An underlying assumption here is that the GPR is sensitive to such errors. This is the only means through which one can assess sensitivity for ArcCHECK and PD without the use of other software (such as 3DVH for ArcCHECK). However, GPR has been reported to be insensitive to small errors under several test conditions [7, 11]. Therefore, it may be prudent to look towards other means of detecting errors.
Mobius offers a solution to this by determining if delivery parameters match the ones in the original plan. This allows the user to pinpoint the error. However, a core limitation of this method is that accuracy of the log files is assumed.[12] If the log files are not accurate because the LINAC calibration is off, then it is unlikely for Mobius to be able to detect delivery errors that arise. As an example, Agnew et al. had previously reported a discrepancy in the observed and log file-recorded MLC position [17]. Daily wear and tear of motors that control MLCs will also contribute to discrepancies between log file records and actual MLC positions [26]. This demonstrates the importance of establishing confidence in the accuracy of the log files through rigorous routine machine quality assurance.

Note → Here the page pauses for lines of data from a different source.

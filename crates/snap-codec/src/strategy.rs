//! Snapshot strategies: how a value is turned into baseline bytes.
//!
//! A strategy names the diffing format its bytes are meant for; the
//! registry resolves that name to the codec that compares them.

use std::fmt::Debug;

use serde::Serialize;

use crate::container::ByteContainer;
use crate::error::{CodecError, CodecResult};

/// Format identifier for line-oriented UTF-8 text.
pub const FORMAT_LINES: &str = "lines";
/// Format identifier for pretty-printed JSON.
pub const FORMAT_JSON: &str = "json";
/// Format identifier for opaque bytes.
pub const FORMAT_BYTES: &str = "bytes";
/// Format identifier for bincode-encoded values.
pub const FORMAT_BINCODE: &str = "bincode";

/// Serialises values of type `V` into a write-only container.
pub trait Snapshotting<V: ?Sized> {
    /// Identifier of the diffing codec that understands the output.
    fn format(&self) -> &str;

    /// Write the snapshot of `value` into `out`.
    fn snapshot(&self, value: &V, out: &mut ByteContainer) -> CodecResult<()>;

    /// Adapt this strategy to another value type by first mapping it.
    fn pullback<U, F>(self, f: F) -> Pullback<Self, F>
    where
        Self: Sized,
        F: Fn(&U) -> V,
        V: Sized,
    {
        Pullback { inner: self, f }
    }
}

/// A strategy applied after a mapping function; see [`Snapshotting::pullback`].
#[derive(Clone, Debug)]
pub struct Pullback<S, F> {
    inner: S,
    f: F,
}

impl<U, V, S, F> Snapshotting<U> for Pullback<S, F>
where
    S: Snapshotting<V>,
    F: Fn(&U) -> V,
{
    fn format(&self) -> &str {
        self.inner.format()
    }

    fn snapshot(&self, value: &U, out: &mut ByteContainer) -> CodecResult<()> {
        let mapped = (self.f)(value);
        self.inner.snapshot(&mapped, out)
    }
}

/// Text as-is.
#[derive(Clone, Copy, Debug, Default)]
pub struct LinesStrategy;

impl<V: AsRef<str> + ?Sized> Snapshotting<V> for LinesStrategy {
    fn format(&self) -> &str {
        FORMAT_LINES
    }

    fn snapshot(&self, value: &V, out: &mut ByteContainer) -> CodecResult<()> {
        out.write_str(value.as_ref())
    }
}

/// Pretty `Debug` dump (`{:#?}`) of any value.
#[derive(Clone, Copy, Debug, Default)]
pub struct DebugStrategy;

impl<V: Debug + ?Sized> Snapshotting<V> for DebugStrategy {
    fn format(&self) -> &str {
        FORMAT_LINES
    }

    fn snapshot(&self, value: &V, out: &mut ByteContainer) -> CodecResult<()> {
        out.write_str(&format!("{value:#?}"))
    }
}

/// Pretty-printed JSON with object keys sorted.
#[derive(Clone, Copy, Debug, Default)]
pub struct JsonStrategy;

impl<V: Serialize + ?Sized> Snapshotting<V> for JsonStrategy {
    fn format(&self) -> &str {
        FORMAT_JSON
    }

    fn snapshot(&self, value: &V, out: &mut ByteContainer) -> CodecResult<()> {
        // Going through `Value` sorts map keys, keeping output stable for
        // hash-ordered inputs.
        let tree = serde_json::to_value(value).map_err(|e| CodecError::Serialization(e.to_string()))?;
        let text = serde_json::to_string_pretty(&tree)
            .map_err(|e| CodecError::Serialization(e.to_string()))?;
        out.write_str(&text)
    }
}

/// Raw bytes as-is.
#[derive(Clone, Copy, Debug, Default)]
pub struct BytesStrategy;

impl<V: AsRef<[u8]> + ?Sized> Snapshotting<V> for BytesStrategy {
    fn format(&self) -> &str {
        FORMAT_BYTES
    }

    fn snapshot(&self, value: &V, out: &mut ByteContainer) -> CodecResult<()> {
        out.write(value.as_ref())
    }
}

/// Compact binary encoding via bincode.
#[derive(Clone, Copy, Debug, Default)]
pub struct BincodeStrategy;

impl<V: Serialize + ?Sized> Snapshotting<V> for BincodeStrategy {
    fn format(&self) -> &str {
        FORMAT_BINCODE
    }

    fn snapshot(&self, value: &V, out: &mut ByteContainer) -> CodecResult<()> {
        let bytes = bincode::serialize(value).map_err(|e| CodecError::Serialization(e.to_string()))?;
        out.write(&bytes)
    }
}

We recalculated the plans with errors on the treatment planning system to determine how the DVHs would change, and the extent to which these errors resulted in clinically unacceptable plans. Surprisingly, gross errors did not affect clinical goals much, contrary to several previous studies that had also studied systematic errors [27, 28]. Only very large errors in MLC bank shifts (5 mm) and collimator angle errors (> 3°) had a clear detrimental effect to the coverage of the PTV. These findings could be due to two main factors: the plans we studied did not have small PTVs, and were also fairly robust, in that they had exceeded their respective planning goals by a large margin. However, it was still surprising to see that there were mostly inconsequential dosimetric changes. This was also reflected in Lehmann et al.’s study, where systematic errors only caused clinically significant errors some of the time [29]. Nevertheless, given the small number of plans investigated in both studies, it would be worthwhile to include a larger number of plans with more sites for better generalisability.